----- MATERIAL FOR THE TASK -----

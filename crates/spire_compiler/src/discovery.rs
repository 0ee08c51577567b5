//! Parsers that recover the include set from compiler output.
//!
//! Each backend reports includes differently. `slangc -output-includes`
//! prints one notice per file it opens, and `glslangValidator -E` emits
//! `#line` directives naming every file spliced into the preprocessed text.
//! Both are reduced to a plain list of paths in report order; duplicates and
//! the primary source are filtered later by the dispatcher.

use std::path::PathBuf;

use crate::error::DiscoveryError;
use crate::invocation::ToolOutput;

/// Extracts dependency paths from an include report.
pub trait DependencyDiscovery: Send + Sync {
    /// Parses `output` into the paths it names.
    fn discover(&self, output: &ToolOutput) -> Result<Vec<PathBuf>, DiscoveryError>;
}

/// Finds `<marker> '<path>'` notices in `slangc -output-includes` output.
///
/// Both streams are scanned. Lines where the marker is not followed by a
/// quoted path are ignored.
#[derive(Clone, Debug, PartialEq, Eq)]
pub struct IncludeNoticeParser {
    marker: String,
}

impl IncludeNoticeParser {
    /// Creates a parser looking for `marker`.
    pub fn new(marker: impl Into<String>) -> Self {
        Self {
            marker: marker.into(),
        }
    }

    fn parse_line(&self, line: &str) -> Result<Option<PathBuf>, String> {
        let mut rest = line;
        while let Some(pos) = rest.find(self.marker.as_str()) {
            rest = &rest[pos + self.marker.len()..];
            if let Some(path) = quoted(rest.trim_start())? {
                return Ok(Some(path));
            }
        }
        Ok(None)
    }
}

impl Default for IncludeNoticeParser {
    fn default() -> Self {
        Self::new("include")
    }
}

impl DependencyDiscovery for IncludeNoticeParser {
    fn discover(&self, output: &ToolOutput) -> Result<Vec<PathBuf>, DiscoveryError> {
        let mut paths = Vec::new();
        let lines = output.diagnostics.lines().chain(output.stdout.lines());
        for (index, line) in lines.enumerate() {
            match self.parse_line(line) {
                Ok(Some(path)) => paths.push(path),
                Ok(None) => {}
                Err(reason) => {
                    return Err(DiscoveryError::Malformed {
                        line: index + 1,
                        reason,
                    })
                }
            }
        }
        Ok(paths)
    }
}

/// Collects the file names of `#line N "file"` directives in preprocessed text.
#[derive(Clone, Copy, Debug, Default, PartialEq, Eq)]
pub struct LineDirectiveParser;

impl LineDirectiveParser {
    fn parse_line(line: &str) -> Result<Option<PathBuf>, String> {
        let Some(rest) = line.trim_start().strip_prefix("#line") else {
            return Ok(None);
        };
        let rest = rest.trim_start();
        let digits = rest.len() - rest.trim_start_matches(|c: char| c.is_ascii_digit()).len();
        if digits == 0 {
            return Err("#line without a line number".to_string());
        }
        let rest = rest[digits..].trim_start();
        if rest.starts_with('"') {
            quoted(rest)
        } else {
            // `#line N` or `#line N <source-string-number>`
            Ok(None)
        }
    }
}

impl DependencyDiscovery for LineDirectiveParser {
    fn discover(&self, output: &ToolOutput) -> Result<Vec<PathBuf>, DiscoveryError> {
        let mut paths = Vec::new();
        for (index, line) in output.stdout.lines().enumerate() {
            match Self::parse_line(line) {
                Ok(Some(path)) => paths.push(path),
                Ok(None) => {}
                Err(reason) => {
                    return Err(DiscoveryError::Malformed {
                        line: index + 1,
                        reason,
                    })
                }
            }
        }
        Ok(paths)
    }
}

/// Reads a path quoted with `'` or `"` at the start of `text`.
///
/// Returns `Ok(None)` if `text` does not start with a quote.
fn quoted(text: &str) -> Result<Option<PathBuf>, String> {
    let Some(quote) = text.chars().next().filter(|c| *c == '\'' || *c == '"') else {
        return Ok(None);
    };
    let body = &text[1..];
    let end = body
        .find(quote)
        .ok_or_else(|| "unterminated path".to_string())?;
    if end == 0 {
        return Err("empty path".to_string());
    }
    Ok(Some(PathBuf::from(&body[..end])))
}
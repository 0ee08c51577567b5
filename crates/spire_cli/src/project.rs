//! Locating and loading the project configuration.

use std::path::{Path, PathBuf};

use spire_compiler::SDK_ENV_VAR;
use spire_config::{
    load_config, resolve_project, BuildConfig, PathsConfig, ResolvedProject, SpireConfig,
    ToolchainSection, CONFIG_FILE,
};

use crate::GlobalArgs;

/// Walks up from `start` looking for the nearest directory containing `spire.toml`.
///
/// Returns the directory containing `spire.toml`, or an error if none is found.
pub fn find_project_root(start: &Path) -> Result<PathBuf, Box<dyn std::error::Error>> {
    let mut current = start.to_path_buf();
    loop {
        if current.join(CONFIG_FILE).exists() {
            return Ok(current);
        }
        if !current.pop() {
            return Err(format!(
                "could not find {CONFIG_FILE} in {} or any parent directory",
                start.display()
            )
            .into());
        }
    }
}

/// Resolves the project root directory from global CLI args.
///
/// If `--config` is specified, uses that path (file → parent dir, dir → itself).
/// Otherwise walks up from the current directory looking for `spire.toml`.
pub fn resolve_project_root(global: &GlobalArgs) -> Result<PathBuf, Box<dyn std::error::Error>> {
    if let Some(ref config_path) = global.config {
        let p = PathBuf::from(config_path);
        if p.is_file() {
            Ok(p.parent()
                .map(|p| p.to_path_buf())
                .unwrap_or_else(|| PathBuf::from(".")))
        } else {
            Ok(p)
        }
    } else {
        find_project_root(&std::env::current_dir()?)
    }
}

/// Loads and resolves the project selected by the global args.
pub fn load_project(global: &GlobalArgs) -> Result<ResolvedProject, Box<dyn std::error::Error>> {
    let root = resolve_project_root(global)?;
    let config = load_config(&root)?;
    Ok(resolve_project(&config, &root, sdk_from_env().as_deref()))
}

/// Loads the project and applies the `--input`/`--output` overrides.
///
/// Without a `spire.toml`, both overrides must be given and the project
/// uses default settings. Relative overrides resolve against the current
/// directory.
pub fn select_project(
    global: &GlobalArgs,
    input: Option<&str>,
    output: Option<&str>,
) -> Result<ResolvedProject, Box<dyn std::error::Error>> {
    let cwd = std::env::current_dir()?;
    let project = match (load_project(global), input, output) {
        (Ok(project), _, _) => project,
        (Err(_), Some(input), Some(output)) if global.config.is_none() => {
            standalone_project(input, output, &cwd)
        }
        (Err(e), _, _) => return Err(e),
    };
    Ok(apply_overrides(project, input, output, &cwd))
}

/// Replaces the input and output roots, anchoring relative values at `cwd`.
fn apply_overrides(
    mut project: ResolvedProject,
    input: Option<&str>,
    output: Option<&str>,
    cwd: &Path,
) -> ResolvedProject {
    if let Some(input) = input {
        project.input = cwd.join(input);
    }
    if let Some(output) = output {
        project.output = cwd.join(output);
    }
    project
}

/// A project with default settings for explicit input and output roots,
/// used when no `spire.toml` exists.
fn standalone_project(input: &str, output: &str, cwd: &Path) -> ResolvedProject {
    let config = SpireConfig {
        paths: PathsConfig {
            input: input.to_string(),
            output: output.to_string(),
            include: Vec::new(),
        },
        toolchain: ToolchainSection::default(),
        build: BuildConfig::default(),
    };
    resolve_project(&config, cwd, sdk_from_env().as_deref())
}

fn sdk_from_env() -> Option<PathBuf> {
    std::env::var_os(SDK_ENV_VAR)
        .filter(|v| !v.is_empty())
        .map(PathBuf::from)
}

#[cfg(test)]
mod tests {
    use super::*;
    use std::fs;
    use tempfile::TempDir;

    const MINIMAL: &str = "[paths]\ninput = \"shaders\"\noutput = \"build\"\n";

    #[test]
    fn find_project_root_in_current_dir() {
        let tmp = TempDir::new().unwrap();
        fs::write(tmp.path().join("spire.toml"), MINIMAL).unwrap();
        let root = find_project_root(tmp.path()).unwrap();
        assert_eq!(root, tmp.path());
    }

    #[test]
    fn find_project_root_in_parent() {
        let tmp = TempDir::new().unwrap();
        fs::write(tmp.path().join("spire.toml"), MINIMAL).unwrap();
        let sub = tmp.path().join("shaders").join("materials");
        fs::create_dir_all(&sub).unwrap();
        let root = find_project_root(&sub).unwrap();
        assert_eq!(root, tmp.path());
    }

    #[test]
    fn find_project_root_not_found() {
        let tmp = TempDir::new().unwrap();
        let result = find_project_root(tmp.path());
        assert!(result.is_err());
        assert!(result
            .unwrap_err()
            .to_string()
            .contains("could not find spire.toml"));
    }

    #[test]
    fn resolve_project_root_from_config_file() {
        let tmp = TempDir::new().unwrap();
        let config_path = tmp.path().join("spire.toml");
        fs::write(&config_path, MINIMAL).unwrap();

        let global = GlobalArgs {
            quiet: false,
            verbose: false,
            config: Some(config_path.to_str().unwrap().to_string()),
        };
        let root = resolve_project_root(&global).unwrap();
        assert_eq!(root, tmp.path());
    }

    #[test]
    fn resolve_project_root_from_config_dir() {
        let tmp = TempDir::new().unwrap();
        let global = GlobalArgs {
            quiet: false,
            verbose: false,
            config: Some(tmp.path().to_str().unwrap().to_string()),
        };
        let root = resolve_project_root(&global).unwrap();
        assert_eq!(root, tmp.path());
    }

    #[test]
    fn standalone_project_searches_input_parent() {
        let project = standalone_project("shaders", "out", Path::new("/work"));
        assert_eq!(project.input, PathBuf::from("/work/shaders"));
        assert_eq!(project.output, PathBuf::from("/work/out"));
        assert_eq!(
            project.include_paths(),
            vec![PathBuf::from("/work/shaders"), PathBuf::from("/work")]
        );
    }

    #[test]
    fn relative_overrides_anchor_at_cwd() {
        let project = standalone_project("shaders", "out", Path::new("/proj"));
        let project = apply_overrides(
            project,
            Some("engine/shaders"),
            Some("/tmp/spv"),
            Path::new("/work"),
        );
        assert_eq!(project.input, PathBuf::from("/work/engine/shaders"));
        assert_eq!(project.output, PathBuf::from("/tmp/spv"));
        assert_eq!(
            project.include_paths(),
            vec![
                PathBuf::from("/work/engine/shaders"),
                PathBuf::from("/work/engine"),
            ]
        );
    }

    #[test]
    fn select_project_overrides_configured_paths() {
        let tmp = TempDir::new().unwrap();
        fs::write(tmp.path().join("spire.toml"), MINIMAL).unwrap();
        let global = GlobalArgs {
            quiet: false,
            verbose: false,
            config: Some(tmp.path().to_str().unwrap().to_string()),
        };
        let project = select_project(&global, Some("src/shaders"), None).unwrap();
        let cwd = std::env::current_dir().unwrap();
        assert_eq!(project.input, cwd.join("src/shaders"));
        assert_eq!(project.output, tmp.path().join("build"));
        assert_eq!(project.include_paths().len(), 2);
    }

    #[test]
    fn select_project_requires_config_without_both_roots() {
        let tmp = TempDir::new().unwrap();
        let global = GlobalArgs {
            quiet: false,
            verbose: false,
            config: Some(tmp.path().to_str().unwrap().to_string()),
        };
        assert!(select_project(&global, Some("shaders"), Some("out")).is_err());
    }

    #[test]
    fn load_project_anchors_paths() {
        let tmp = TempDir::new().unwrap();
        fs::write(tmp.path().join("spire.toml"), MINIMAL).unwrap();
        let global = GlobalArgs {
            quiet: false,
            verbose: false,
            config: Some(tmp.path().to_str().unwrap().to_string()),
        };
        let project = load_project(&global).unwrap();
        assert_eq!(project.input, tmp.path().join("shaders"));
        assert_eq!(project.output, tmp.path().join("build"));
    }
}
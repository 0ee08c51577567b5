//! The fixed catalog of material variant families.

use std::fmt;

use serde::Serialize;
use spire_common::ShaderStage;

const DEPTH_ONLY: &str = "DEPTH_ONLY";
const MASKED: &str = "MASKED";
const CSM: &str = "CSM";
const MULTIVIEW: &str = "MULTIVIEW";
const RSM: &str = "RSM";
const MAIN_VIEW: &str = "MAIN_VIEW";

const VERTEX_ONLY: &[ShaderStage] = &[ShaderStage::Vertex];
const VERTEX_FRAGMENT: &[ShaderStage] = &[ShaderStage::Vertex, ShaderStage::Fragment];

/// One render-pass flavour a material is compiled for.
///
/// Each family fixes the stages compiled, the macros defined, and the entry
/// point used per stage.
#[derive(Clone, Copy, Debug, PartialEq, Eq, Hash, Serialize)]
#[serde(rename_all = "snake_case")]
pub enum VariantFamily {
    /// Cascaded shadow map depth pass.
    Shadow,
    /// Shadow pass with alpha-tested geometry.
    ShadowMasked,
    /// Reflective shadow map pass (flux, normal, depth).
    Rsm,
    /// Reflective shadow map pass with alpha testing.
    RsmMasked,
    /// Depth-only prepass from the main view.
    Prepass,
    /// Depth prepass with alpha testing.
    PrepassMasked,
    /// G-buffer pass.
    Gbuffer,
    /// G-buffer pass with alpha testing.
    GbufferMasked,
}

/// Every family, in the order artifacts are expanded.
pub const CATALOG: [VariantFamily; 8] = [
    VariantFamily::Shadow,
    VariantFamily::ShadowMasked,
    VariantFamily::Rsm,
    VariantFamily::RsmMasked,
    VariantFamily::Prepass,
    VariantFamily::PrepassMasked,
    VariantFamily::Gbuffer,
    VariantFamily::GbufferMasked,
];

impl VariantFamily {
    /// The family name used in artifact file names (`shadow_masked`).
    pub fn name(self) -> &'static str {
        match self {
            VariantFamily::Shadow => "shadow",
            VariantFamily::ShadowMasked => "shadow_masked",
            VariantFamily::Rsm => "rsm",
            VariantFamily::RsmMasked => "rsm_masked",
            VariantFamily::Prepass => "prepass",
            VariantFamily::PrepassMasked => "prepass_masked",
            VariantFamily::Gbuffer => "gbuffer",
            VariantFamily::GbufferMasked => "gbuffer_masked",
        }
    }

    /// Macro names defined (to `1`) for every stage of this family.
    pub fn defines(self) -> &'static [&'static str] {
        match self {
            VariantFamily::Shadow => &[DEPTH_ONLY, CSM, MULTIVIEW],
            VariantFamily::ShadowMasked => &[DEPTH_ONLY, MASKED, CSM, MULTIVIEW],
            VariantFamily::Rsm => &[RSM, MULTIVIEW],
            VariantFamily::RsmMasked => &[MASKED, RSM, MULTIVIEW],
            VariantFamily::Prepass => &[DEPTH_ONLY, MAIN_VIEW],
            VariantFamily::PrepassMasked => &[DEPTH_ONLY, MASKED, MAIN_VIEW],
            VariantFamily::Gbuffer => &[MAIN_VIEW],
            VariantFamily::GbufferMasked => &[MASKED, MAIN_VIEW],
        }
    }

    /// Stages compiled for this family.
    ///
    /// Unmasked depth-only passes need no fragment shader.
    pub fn stages(self) -> &'static [ShaderStage] {
        match self {
            VariantFamily::Shadow | VariantFamily::Prepass => VERTEX_ONLY,
            _ => VERTEX_FRAGMENT,
        }
    }

    /// Entry point compiled for `stage`.
    pub fn entry_point(self, stage: ShaderStage) -> &'static str {
        match stage {
            ShaderStage::Fragment => "main_fs",
            _ => "main_vs",
        }
    }

    /// Returns `true` for the alpha-tested twin of a family.
    pub fn is_masked(self) -> bool {
        self.defines().contains(&MASKED)
    }
}

impl fmt::Display for VariantFamily {
    fn fmt(&self, f: &mut fmt::Formatter<'_>) -> fmt::Result {
        f.write_str(self.name())
    }
}

#[cfg(test)]
mod tests {
    use super::*;

    #[test]
    fn catalog_has_fourteen_stages() {
        let total: usize = CATALOG.iter().map(|f| f.stages().len()).sum();
        assert_eq!(total, 14);
    }

    #[test]
    fn vertex_only_families() {
        assert_eq!(VariantFamily::Shadow.stages(), &[ShaderStage::Vertex]);
        assert_eq!(VariantFamily::Prepass.stages(), &[ShaderStage::Vertex]);
        assert_eq!(VariantFamily::PrepassMasked.stages().len(), 2);
    }

    #[test]
    fn masked_families_define_masked() {
        for family in CATALOG {
            assert_eq!(
                family.is_masked(),
                family.name().ends_with("_masked"),
                "{family}"
            );
        }
    }

    #[test]
    fn shadow_defines() {
        assert_eq!(
            VariantFamily::ShadowMasked.defines(),
            &["DEPTH_ONLY", "MASKED", "CSM", "MULTIVIEW"]
        );
        assert_eq!(VariantFamily::Gbuffer.defines(), &["MAIN_VIEW"]);
    }

    #[test]
    fn entry_points_per_stage() {
        assert_eq!(VariantFamily::Rsm.entry_point(ShaderStage::Vertex), "main_vs");
        assert_eq!(VariantFamily::Rsm.entry_point(ShaderStage::Fragment), "main_fs");
    }

    #[test]
    fn names_are_unique() {
        let mut names: Vec<_> = CATALOG.iter().map(|f| f.name()).collect();
        names.sort_unstable();
        names.dedup();
        assert_eq!(names.len(), CATALOG.len());
    }
}
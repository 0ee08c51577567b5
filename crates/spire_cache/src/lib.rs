//! Incremental rebuild state derived from the filesystem.
//!
//! There is no build database: an artifact is fresh when it is no older than
//! its source and newer than every file listed in its sidecar
//! [`DependencyManifest`]. The comparison itself goes through the
//! [`ContentVersion`] abstraction so the timestamp policy can be swapped.

#![warn(missing_docs)]

pub mod error;
pub mod manifest;
pub mod staleness;
pub mod version;

pub use error::CacheError;
pub use manifest::{manifest_path, DependencyManifest};
pub use staleness::{MissingManifestPolicy, Staleness, StalenessEvaluator};
pub use version::{ContentVersion, ModifiedTime};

-----

• EXERCISE DETAILS:
Which lines of the entries above contain the word "const"? Copy each of them.

• RESPONSE BOX:
    const MINIMAL: &str = "[paths]\ninput = \"shaders\"\noutput = \"build\"\n";
const DEPTH_ONLY: &str = "DEPTH_ONLY";
const MASKED: &str = "MASKED";
const CSM: &str = "CSM";
const MULTIVIEW: &str = "MULTIVIEW";
const RSM: &str = "RSM";
const MAIN_VIEW: &str = "MAIN_VIEW";
const VERTEX_ONLY: &[ShaderStage] = &[ShaderStage::Vertex];
const VERTEX_FRAGMENT: &[ShaderStage] = &[ShaderStage::Vertex, ShaderStage::Fragment];
pub const CATALOG: [VariantFamily; 8] = [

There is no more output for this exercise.